What Is the GIVE Movement?: Led by the Big “I” National Young Agents Committee (YAC), the GIVE Movement is a week-long initiative from June 1–10 dedicated to community service, charitable giving, and acts of kindness. It’s a nationwide call for agents, agencies, and carrier partners to give back, serve others, and share their impact using the hashtag #TCAgentsGive.
Whether it’s organizing a food drive, volunteering, fundraising, or simply supporting a cause you care about—your involvement makes a difference.
The spirit of the GIVE Movement doesn’t stop on June 10. We encourage year-round service and generosity in every form.
One of the most powerful ways you can contribute is by donating to the Bobby Salmon Big “I” Relief Fund. This fund offers direct financial support to independent agents and industry professionals affected by catastrophic events—when insurance alone isn’t enough.

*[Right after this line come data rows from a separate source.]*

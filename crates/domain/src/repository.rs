//! Loading and saving aggregates through an event store.

use std::collections::HashMap;
use std::sync::Arc;

use common::AggregateId;
use event_store::{AggregateHistory, EventEnvelope, EventStore, Version};

use crate::aggregate::{Aggregate, EventSourced};
use crate::error::DomainError;
use crate::factory::AggregateFactory;

/// Repository for event-sourced aggregates.
///
/// Loading reads the aggregate's full stream, wraps it in an
/// [`AggregateHistory`] and lets the factory pick and replay the aggregate
/// type. Saving drains the aggregate's uncommitted events and appends them
/// with the version the aggregate was loaded at as the expected version, so
/// a concurrent writer surfaces as
/// [`EventStoreError::ConcurrencyConflict`](event_store::EventStoreError::ConcurrencyConflict).
///
/// Conflicts are never retried here. Callers reload and re-run the command.
pub struct AggregateRepository<S: EventStore> {
    store: S,
    factory: Arc<AggregateFactory>,
}

impl<S: EventStore> AggregateRepository<S> {
    pub fn new(store: S, factory: Arc<AggregateFactory>) -> Self {
        Self { store, factory }
    }

    /// Returns a reference to the underlying event store.
    pub fn store(&self) -> &S {
        &self.store
    }

    pub fn factory(&self) -> &AggregateFactory {
        &self.factory
    }

    /// Loads an aggregate by replaying its stored history.
    ///
    /// Fails with `AggregateNotFound` if nothing has been recorded for `id`,
    /// and with `IdMismatchInHistory` if the store returns envelopes of
    /// another aggregate.
    #[tracing::instrument(skip(self), fields(aggregate_id = %id))]
    pub async fn load(&self, id: &AggregateId) -> Result<Box<dyn EventSourced>, DomainError> {
        let history = self.read_history(id).await?;
        let aggregate = self.factory.reconstitute_from_history(&history)?;

        metrics::counter!("aggregates_loaded_total").increment(1);
        tracing::debug!(
            aggregate_type = aggregate.aggregate_name(),
            version = %aggregate.stream_version(),
            "Loaded aggregate"
        );

        Ok(aggregate)
    }

    /// Loads an aggregate as its concrete type.
    pub async fn load_as<A: Aggregate>(&self, id: &AggregateId) -> Result<A, DomainError> {
        let aggregate = self.load(id).await?;
        let found = aggregate.aggregate_name();

        aggregate
            .into_any()
            .downcast::<A>()
            .map(|aggregate| *aggregate)
            .map_err(|_| DomainError::AggregateTypeMismatch {
                expected: A::aggregate_type(),
                found,
            })
    }

    /// Persists the aggregate's uncommitted events.
    ///
    /// Returns the aggregate's version after the save. An aggregate with no
    /// uncommitted events is a no-op and the store is not called.
    pub async fn save(&self, aggregate: &mut dyn EventSourced) -> Result<Version, DomainError> {
        self.save_with_metadata(aggregate, HashMap::new()).await
    }

    /// Like [`save`](Self::save), attaching `metadata` to every new envelope.
    ///
    /// The uncommitted events are drained before the append, so they are gone
    /// even if the append fails.
    #[tracing::instrument(
        skip(self, aggregate, metadata),
        fields(aggregate_id = %aggregate.stream_id(), version = %aggregate.stream_version())
    )]
    pub async fn save_with_metadata(
        &self,
        aggregate: &mut dyn EventSourced,
        metadata: HashMap<String, serde_json::Value>,
    ) -> Result<Version, DomainError> {
        let current_version = aggregate.stream_version();
        let pending = aggregate.drain_pending_events()?;

        if pending.is_empty() {
            tracing::debug!("No uncommitted events to save");
            return Ok(current_version);
        }

        let aggregate_id = aggregate.stream_id().clone();
        let mut envelopes = Vec::with_capacity(pending.len());
        let mut version = current_version;

        for event in pending {
            version = version.next();
            let envelope = EventEnvelope::builder()
                .aggregate_id(aggregate_id.clone())
                .aggregate_type(aggregate.aggregate_name())
                .event_type(event.event_type)
                .sequence_number(version)
                .payload_raw(event.payload)
                .metadata_map(metadata.clone())
                .build()?;
            envelopes.push(envelope);
        }

        let count = envelopes.len() as u64;
        match self
            .store
            .append_to_stream(&aggregate_id, current_version, envelopes)
            .await
        {
            Ok(new_version) => {
                aggregate.mark_committed(new_version);
                metrics::counter!("aggregate_events_saved_total").increment(count);
                tracing::debug!(%new_version, count, "Saved aggregate");
                Ok(new_version)
            }
            Err(e) => {
                if e.is_concurrency_conflict() {
                    metrics::counter!("aggregate_concurrency_conflicts_total").increment(1);
                    tracing::warn!(error = %e, "Concurrency conflict while saving aggregate");
                }
                Err(e.into())
            }
        }
    }

    async fn read_history(&self, id: &AggregateId) -> Result<AggregateHistory, DomainError> {
        let stream = self.store.read_stream(id).await?;
        Ok(AggregateHistory::new(id.clone(), stream)?)
    }
}
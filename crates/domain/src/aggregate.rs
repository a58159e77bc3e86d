//! Core aggregate and domain event traits.

use std::any::Any;
use std::fmt;

use common::{AggregateId, Identifier};
use event_store::{AggregateHistory, Version};
use serde::{Serialize, de::DeserializeOwned};

use crate::error::DomainError;

/// Trait for domain events.
///
/// Domain events represent facts that have happened in the domain.
/// They are immutable and should be named in past tense.
pub trait DomainEvent: Serialize + DeserializeOwned + Send + Sync + Clone + 'static {
    /// Returns the event type name.
    ///
    /// This is stored on the envelope and identifies the variant.
    fn event_type(&self) -> &'static str;
}

/// State every aggregate carries besides its domain state: identity, the
/// sequence number of the last applied event, and the events recorded by
/// commands that have not been persisted yet.
#[derive(Debug, Clone, PartialEq)]
pub struct AggregateRoot<E> {
    id: AggregateId,
    version: Version,
    uncommitted: Vec<E>,
}

impl<E> AggregateRoot<E> {
    /// Creates the root of an aggregate with no applied events.
    pub fn new(id: AggregateId) -> Self {
        Self {
            id,
            version: Version::initial(),
            uncommitted: Vec::new(),
        }
    }

    pub fn id(&self) -> &AggregateId {
        &self.id
    }

    pub fn version(&self) -> Version {
        self.version
    }

    pub fn set_version(&mut self, version: Version) {
        self.version = version;
    }

    /// Queues an event for persistence.
    pub fn record(&mut self, event: E) {
        self.uncommitted.push(event);
    }

    pub fn uncommitted(&self) -> &[E] {
        &self.uncommitted
    }

    /// Returns the queued events and leaves the queue empty.
    pub fn take_uncommitted(&mut self) -> Vec<E> {
        std::mem::take(&mut self.uncommitted)
    }
}

/// Trait for aggregates in an event-sourced system.
///
/// An aggregate's state is derived entirely from the ordered events recorded
/// for it. Commands are inherent methods on the implementing type: they check
/// the current state, then call [`Aggregate::record_that`], which applies the
/// event immediately and queues it for the repository.
pub trait Aggregate: Send + Sync + Sized + 'static {
    /// The typed identifier this aggregate is responsible for.
    type Id: Identifier;

    /// The type of events this aggregate produces and consumes.
    type Event: DomainEvent;

    /// The type of errors this aggregate's commands can produce.
    type Error: std::error::Error + Send + Sync;

    /// Returns the aggregate type name stored on every envelope.
    fn aggregate_type() -> &'static str;

    /// Returns the aggregate as it is before its first event.
    fn initial(id: AggregateId) -> Self;

    fn root(&self) -> &AggregateRoot<Self::Event>;

    fn root_mut(&mut self) -> &mut AggregateRoot<Self::Event>;

    /// Applies an event to the aggregate, updating its state.
    ///
    /// Must be total over every event variant and deterministic. It is used
    /// both for replay and for events recorded by commands, and never queues
    /// anything itself.
    fn apply(&mut self, event: Self::Event);

    fn id(&self) -> &AggregateId {
        self.root().id()
    }

    /// Sequence number of the last persisted or replayed event, 0 if none.
    fn version(&self) -> Version {
        self.root().version()
    }

    /// Applies a new event and queues it as uncommitted.
    fn record_that(&mut self, event: Self::Event) {
        self.apply(event.clone());
        self.root_mut().record(event);
    }

    fn uncommitted_events(&self) -> &[Self::Event] {
        self.root().uncommitted()
    }

    /// Returns the uncommitted events in recorded order and clears the queue.
    ///
    /// A second call before any new command returns an empty vector.
    fn extract_uncommitted_events(&mut self) -> Vec<Self::Event> {
        self.root_mut().take_uncommitted()
    }

    /// Rebuilds the aggregate by replaying its history in stream order.
    ///
    /// The result's version is the last sequence number of the history and
    /// its uncommitted queue is empty.
    fn from_history(history: &AggregateHistory) -> Result<Self, DomainError> {
        let aggregate_id = history.aggregate_id();
        let expected = <Self::Id as Identifier>::KIND;
        if aggregate_id.kind() != expected {
            return Err(DomainError::HistoryKindMismatch {
                aggregate_type: Self::aggregate_type(),
                expected,
                found: aggregate_id.kind().clone(),
            });
        }

        let mut aggregate = Self::initial(aggregate_id.clone());
        for (_, envelope) in history.event_stream() {
            let event: Self::Event = envelope.decode()?;
            aggregate.apply(event);
            aggregate.root_mut().set_version(envelope.sequence_number());
        }

        Ok(aggregate)
    }
}

/// An uncommitted event serialized for the store.
#[derive(Debug, Clone, PartialEq)]
pub struct PendingEvent {
    pub event_type: &'static str,
    pub payload: serde_json::Value,
}

/// Object-safe view of an aggregate, used where the concrete aggregate type
/// is only known at runtime (factory dispatch, repository save).
///
/// Implemented for every [`Aggregate`].
pub trait EventSourced: Any + Send + Sync {
    fn aggregate_name(&self) -> &'static str;

    fn stream_id(&self) -> &AggregateId;

    fn stream_version(&self) -> Version;

    fn has_pending_events(&self) -> bool;

    /// Serializes and drains the uncommitted events.
    ///
    /// Nothing is drained if serialization fails.
    fn drain_pending_events(&mut self) -> Result<Vec<PendingEvent>, DomainError>;

    /// Records that events up to `version` have been persisted.
    fn mark_committed(&mut self, version: Version);

    fn as_any(&self) -> &dyn Any;

    fn as_any_mut(&mut self) -> &mut dyn Any;

    fn into_any(self: Box<Self>) -> Box<dyn Any>;
}

impl<A: Aggregate> EventSourced for A {
    fn aggregate_name(&self) -> &'static str {
        A::aggregate_type()
    }

    fn stream_id(&self) -> &AggregateId {
        self.id()
    }

    fn stream_version(&self) -> Version {
        self.version()
    }

    fn has_pending_events(&self) -> bool {
        !self.uncommitted_events().is_empty()
    }

    fn drain_pending_events(&mut self) -> Result<Vec<PendingEvent>, DomainError> {
        let pending = self
            .uncommitted_events()
            .iter()
            .map(|event| {
                Ok(PendingEvent {
                    event_type: event.event_type(),
                    payload: serde_json::to_value(event)?,
                })
            })
            .collect::<Result<Vec<_>, DomainError>>()?;
        self.extract_uncommitted_events();
        Ok(pending)
    }

    fn mark_committed(&mut self, version: Version) {
        self.root_mut().set_version(version);
    }

    fn as_any(&self) -> &dyn Any {
        self
    }

    fn as_any_mut(&mut self) -> &mut dyn Any {
        self
    }

    fn into_any(self: Box<Self>) -> Box<dyn Any> {
        self
    }
}

impl dyn EventSourced {
    /// Returns the concrete aggregate if it is an `A`.
    pub fn downcast_ref<A: Aggregate>(&self) -> Option<&A> {
        self.as_any().downcast_ref()
    }

    pub fn downcast_mut<A: Aggregate>(&mut self) -> Option<&mut A> {
        self.as_any_mut().downcast_mut()
    }
}

impl fmt::Debug for dyn EventSourced {
    fn fmt(&self, f: &mut fmt::Formatter<'_>) -> fmt::Result {
        f.debug_struct("EventSourced")
            .field("aggregate", &self.aggregate_name())
            .field("id", &format_args!("{}", self.stream_id()))
            .field("version", &self.stream_version())
            .finish_non_exhaustive()
    }
}

#[cfg(test)]
mod tests {
    use super::*;
    use common::IdKind;
    use event_store::{EventEnvelope, EventEnvelopeStream};
    use serde::{Deserialize, Serialize};
    use uuid::Uuid;

    #[derive(Debug, Clone, Copy, PartialEq, Eq, Hash)]
    struct CounterId(Uuid);

    impl Identifier for CounterId {
        const KIND: &'static str = "counter";

        fn from_uuid(uuid: Uuid) -> Self {
            Self(uuid)
        }

        fn as_uuid(&self) -> Uuid {
            self.0
        }
    }

    #[derive(Debug, Clone, PartialEq, Serialize, Deserialize)]
    enum CounterEvent {
        Incremented { by: i32 },
        Reset,
    }

    impl DomainEvent for CounterEvent {
        fn event_type(&self) -> &'static str {
            match self {
                CounterEvent::Incremented { .. } => "Incremented",
                CounterEvent::Reset => "Reset",
            }
        }
    }

    #[derive(Debug, thiserror::Error)]
    #[error("test error")]
    struct CounterError;

    #[derive(Debug, Clone, PartialEq)]
    struct Counter {
        root: AggregateRoot<CounterEvent>,
        value: i32,
    }

    impl Counter {
        fn increment(&mut self, by: i32) {
            self.record_that(CounterEvent::Incremented { by });
        }
    }

    impl Aggregate for Counter {
        type Id = CounterId;
        type Event = CounterEvent;
        type Error = CounterError;

        fn aggregate_type() -> &'static str {
            "Counter"
        }

        fn initial(id: AggregateId) -> Self {
            Self {
                root: AggregateRoot::new(id),
                value: 0,
            }
        }

        fn root(&self) -> &AggregateRoot<CounterEvent> {
            &self.root
        }

        fn root_mut(&mut self) -> &mut AggregateRoot<CounterEvent> {
            &mut self.root
        }

        fn apply(&mut self, event: CounterEvent) {
            match event {
                CounterEvent::Incremented { by } => self.value += by,
                CounterEvent::Reset => self.value = 0,
            }
        }
    }

    fn counter_id() -> AggregateId {
        CounterId(Uuid::new_v4()).aggregate_id()
    }

    fn history(id: &AggregateId, events: &[CounterEvent]) -> AggregateHistory {
        let envelopes = events
            .iter()
            .enumerate()
            .map(|(i, event)| {
                EventEnvelope::builder()
                    .aggregate_id(id.clone())
                    .aggregate_type("Counter")
                    .event_type(event.event_type())
                    .sequence_number(Version::new(i as i64 + 1))
                    .payload(event)
                    .unwrap()
                    .build()
                    .unwrap()
            })
            .collect();
        AggregateHistory::new(id.clone(), EventEnvelopeStream::new(envelopes).unwrap()).unwrap()
    }

    #[test]
    fn commands_apply_immediately_and_queue_events() {
        let mut counter = Counter::initial(counter_id());
        counter.increment(2);
        counter.increment(3);

        assert_eq!(counter.value, 5);
        assert_eq!(counter.version(), Version::initial());
        assert_eq!(
            counter.uncommitted_events(),
            &[
                CounterEvent::Incremented { by: 2 },
                CounterEvent::Incremented { by: 3 }
            ]
        );
    }

    #[test]
    fn extracting_uncommitted_events_clears_the_queue() {
        let mut counter = Counter::initial(counter_id());
        counter.increment(1);

        let events = counter.extract_uncommitted_events();
        assert_eq!(events, vec![CounterEvent::Incremented { by: 1 }]);
        assert!(counter.extract_uncommitted_events().is_empty());
        assert_eq!(counter.value, 1);
    }

    #[test]
    fn from_history_replays_in_order_without_queueing() {
        let id = counter_id();
        let history = history(
            &id,
            &[
                CounterEvent::Incremented { by: 4 },
                CounterEvent::Reset,
                CounterEvent::Incremented { by: 7 },
            ],
        );

        let mut counter = Counter::from_history(&history).unwrap();
        assert_eq!(counter.id(), &id);
        assert_eq!(counter.value, 7);
        assert_eq!(counter.version(), Version::new(3));
        assert!(counter.extract_uncommitted_events().is_empty());
    }

    #[test]
    fn replay_is_deterministic() {
        let id = counter_id();
        let history = history(
            &id,
            &[
                CounterEvent::Incremented { by: 1 },
                CounterEvent::Incremented { by: 2 },
            ],
        );

        let first = Counter::from_history(&history).unwrap();
        let second = Counter::from_history(&history).unwrap();
        assert_eq!(first, second);
    }

    #[test]
    fn from_history_rejects_foreign_identifier_kind() {
        let id = AggregateId::generate(IdKind::parse("basket").unwrap());
        let history = history(&id, &[CounterEvent::Reset]);

        let result = Counter::from_history(&history);
        assert!(matches!(
            result,
            Err(DomainError::HistoryKindMismatch {
                expected: "counter",
                ..
            })
        ));
    }

    #[test]
    fn from_history_fails_on_undecodable_payload() {
        let id = counter_id();
        let envelope = EventEnvelope::builder()
            .aggregate_id(id.clone())
            .aggregate_type("Counter")
            .event_type("Exploded")
            .sequence_number(Version::first())
            .payload_raw(serde_json::json!({"Exploded": {}}))
            .build()
            .unwrap();
        let history =
            AggregateHistory::new(id, EventEnvelopeStream::new(vec![envelope]).unwrap()).unwrap();

        assert!(matches!(
            Counter::from_history(&history),
            Err(DomainError::EventStore(_))
        ));
    }

    #[test]
    fn event_sourced_view_drains_serialized_events() {
        let mut counter = Counter::initial(counter_id());
        counter.increment(9);

        let view: &mut dyn EventSourced = &mut counter;
        assert!(view.has_pending_events());
        assert_eq!(view.aggregate_name(), "Counter");

        let pending = view.drain_pending_events().unwrap();
        assert_eq!(pending.len(), 1);
        assert_eq!(pending[0].event_type, "Incremented");
        assert_eq!(
            pending[0].payload,
            serde_json::json!({"Incremented": {"by": 9}})
        );
        assert!(!view.has_pending_events());

        view.mark_committed(Version::first());
        assert_eq!(view.downcast_ref::<Counter>().unwrap().version(), Version::first());
    }
}
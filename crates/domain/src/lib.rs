//! Domain layer for the event-sourcing core.
//!
//! This crate provides:
//! - the Aggregate contract (replay, command recording, uncommitted-event drain)
//! - AggregateFactory, which dispatches an identifier's kind to the aggregate
//!   type that reconstitutes it
//! - AggregateRepository, which loads aggregates from an event store and saves
//!   their new events under an optimistic concurrency check
//! - a small Basket aggregate used as a concrete example

pub mod aggregate;
pub mod basket;
pub mod error;
pub mod factory;
pub mod repository;

pub use aggregate::{Aggregate, AggregateRoot, DomainEvent, EventSourced, PendingEvent};
pub use basket::{Basket, BasketError, BasketEvent, BasketId, ProductId};
pub use error::DomainError;
pub use factory::{AggregateFactory, AggregateFactoryBuilder, Registration};
pub use repository::AggregateRepository;
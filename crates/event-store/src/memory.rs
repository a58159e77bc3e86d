use std::collections::HashMap;
use std::sync::Arc;

use async_trait::async_trait;
use tokio::sync::RwLock;

use crate::{
    AggregateId, EventEnvelope, EventEnvelopeStream, EventStoreError, Result, Version,
    store::{EventStore, validate_events_for_append},
};

/// In-memory event store implementation for testing.
///
/// This implementation stores all streams in memory and provides
/// the same interface as the PostgreSQL implementation. Clones share
/// the same storage.
#[derive(Clone, Default)]
pub struct InMemoryEventStore {
    streams: Arc<RwLock<HashMap<AggregateId, Vec<EventEnvelope>>>>,
}

impl InMemoryEventStore {
    /// Creates a new empty in-memory event store.
    pub fn new() -> Self {
        Self::default()
    }

    /// Returns the total number of events stored.
    pub async fn event_count(&self) -> usize {
        self.streams.read().await.values().map(Vec::len).sum()
    }

    /// Clears all streams.
    pub async fn clear(&self) {
        self.streams.write().await.clear();
    }
}

#[async_trait]
impl EventStore for InMemoryEventStore {
    async fn read_stream(&self, aggregate_id: &AggregateId) -> Result<EventEnvelopeStream> {
        let streams = self.streams.read().await;
        match streams.get(aggregate_id) {
            Some(envelopes) if !envelopes.is_empty() => {
                EventEnvelopeStream::new(envelopes.clone())
            }
            _ => Err(EventStoreError::AggregateNotFound(aggregate_id.clone())),
        }
    }

    #[tracing::instrument(skip(self, envelopes), fields(%aggregate_id, %expected_version, count = envelopes.len()))]
    async fn append_to_stream(
        &self,
        aggregate_id: &AggregateId,
        expected_version: Version,
        envelopes: Vec<EventEnvelope>,
    ) -> Result<Version> {
        validate_events_for_append(aggregate_id, expected_version, &envelopes)?;

        // The write lock is held across check and insert, so the append is atomic.
        let mut streams = self.streams.write().await;

        let current_version = streams
            .get(aggregate_id)
            .and_then(|stream| stream.last())
            .map(EventEnvelope::sequence_number)
            .unwrap_or(Version::initial());

        if current_version != expected_version {
            return Err(EventStoreError::ConcurrencyConflict {
                aggregate_id: aggregate_id.clone(),
                expected: expected_version,
                actual: current_version,
            });
        }

        let last_version = envelopes
            .last()
            .map(EventEnvelope::sequence_number)
            .unwrap_or(current_version);
        streams
            .entry(aggregate_id.clone())
            .or_default()
            .extend(envelopes);

        metrics::counter!("event_store_appends_total").increment(1);
        tracing::debug!(%last_version, "appended to in-memory stream");

        Ok(last_version)
    }

    async fn stream_version(&self, aggregate_id: &AggregateId) -> Result<Option<Version>> {
        let streams = self.streams.read().await;
        Ok(streams
            .get(aggregate_id)
            .and_then(|stream| stream.last())
            .map(EventEnvelope::sequence_number))
    }
}
use async_trait::async_trait;

use crate::{AggregateId, EventEnvelope, EventEnvelopeStream, EventStoreError, Result, Version};

/// Core trait for event store implementations.
///
/// An event store is a durable, append-only log of envelopes per aggregate.
/// All implementations must be thread-safe (Send + Sync).
#[async_trait]
pub trait EventStore: Send + Sync {
    /// Reads every envelope recorded for an aggregate, oldest first.
    ///
    /// Fails with [`EventStoreError::AggregateNotFound`] if nothing has been
    /// recorded for `aggregate_id`.
    async fn read_stream(&self, aggregate_id: &AggregateId) -> Result<EventEnvelopeStream>;

    /// Appends envelopes to an aggregate's stream.
    ///
    /// The append is atomic: either all envelopes are stored or none are. It
    /// fails with [`EventStoreError::ConcurrencyConflict`] if the stream's
    /// current version is not `expected_version`; of two concurrent appends
    /// with the same expectation at most one succeeds.
    ///
    /// Returns the new version of the aggregate after appending.
    async fn append_to_stream(
        &self,
        aggregate_id: &AggregateId,
        expected_version: Version,
        envelopes: Vec<EventEnvelope>,
    ) -> Result<Version>;

    /// Gets the current version of an aggregate.
    ///
    /// Returns None if the aggregate doesn't exist.
    async fn stream_version(&self, aggregate_id: &AggregateId) -> Result<Option<Version>>;
}

/// Extension trait providing convenience methods for event stores.
#[async_trait]
pub trait EventStoreExt: EventStore {
    /// Checks if an aggregate exists (has any events).
    async fn aggregate_exists(&self, aggregate_id: &AggregateId) -> Result<bool> {
        Ok(self.stream_version(aggregate_id).await?.is_some())
    }
}

// Blanket implementation for all EventStore implementations
impl<T: EventStore + ?Sized> EventStoreExt for T {}

/// Validates a batch before it is appended to `aggregate_id`'s stream.
///
/// The batch must be non-empty, belong entirely to `aggregate_id`, and carry
/// sequence numbers `expected_version + 1, + 2, ...` without gaps.
pub fn validate_events_for_append(
    aggregate_id: &AggregateId,
    expected_version: Version,
    envelopes: &[EventEnvelope],
) -> Result<()> {
    let invalid = |reason: String| EventStoreError::InvalidAppend {
        aggregate_id: aggregate_id.clone(),
        reason,
    };

    if envelopes.is_empty() {
        return Err(invalid("cannot append an empty batch".to_string()));
    }

    let mut expected = expected_version;
    for envelope in envelopes {
        if envelope.aggregate_id() != aggregate_id {
            return Err(invalid(format!(
                "envelope {} belongs to {}",
                envelope.event_id(),
                envelope.aggregate_id()
            )));
        }

        expected = expected.next();
        if envelope.sequence_number() != expected {
            return Err(invalid(format!(
                "sequence numbers must be contiguous: expected {expected}, got {}",
                envelope.sequence_number()
            )));
        }
    }

    Ok(())
}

When disaster strikes, this fund helps our colleagues and their families get back on their feet. It’s a reflection of what this industry is all about: standing by one another when it matters most.
🔗 Donate to the Bobby Salmon Big "I" Relief Fund
As future leaders in our field, young agents have a unique opportunity to shape what service and leadership look like in the insurance world. And in an industry where time is tight and schedules are full, GIVE Week offers a focused, high-impact way to give back - together.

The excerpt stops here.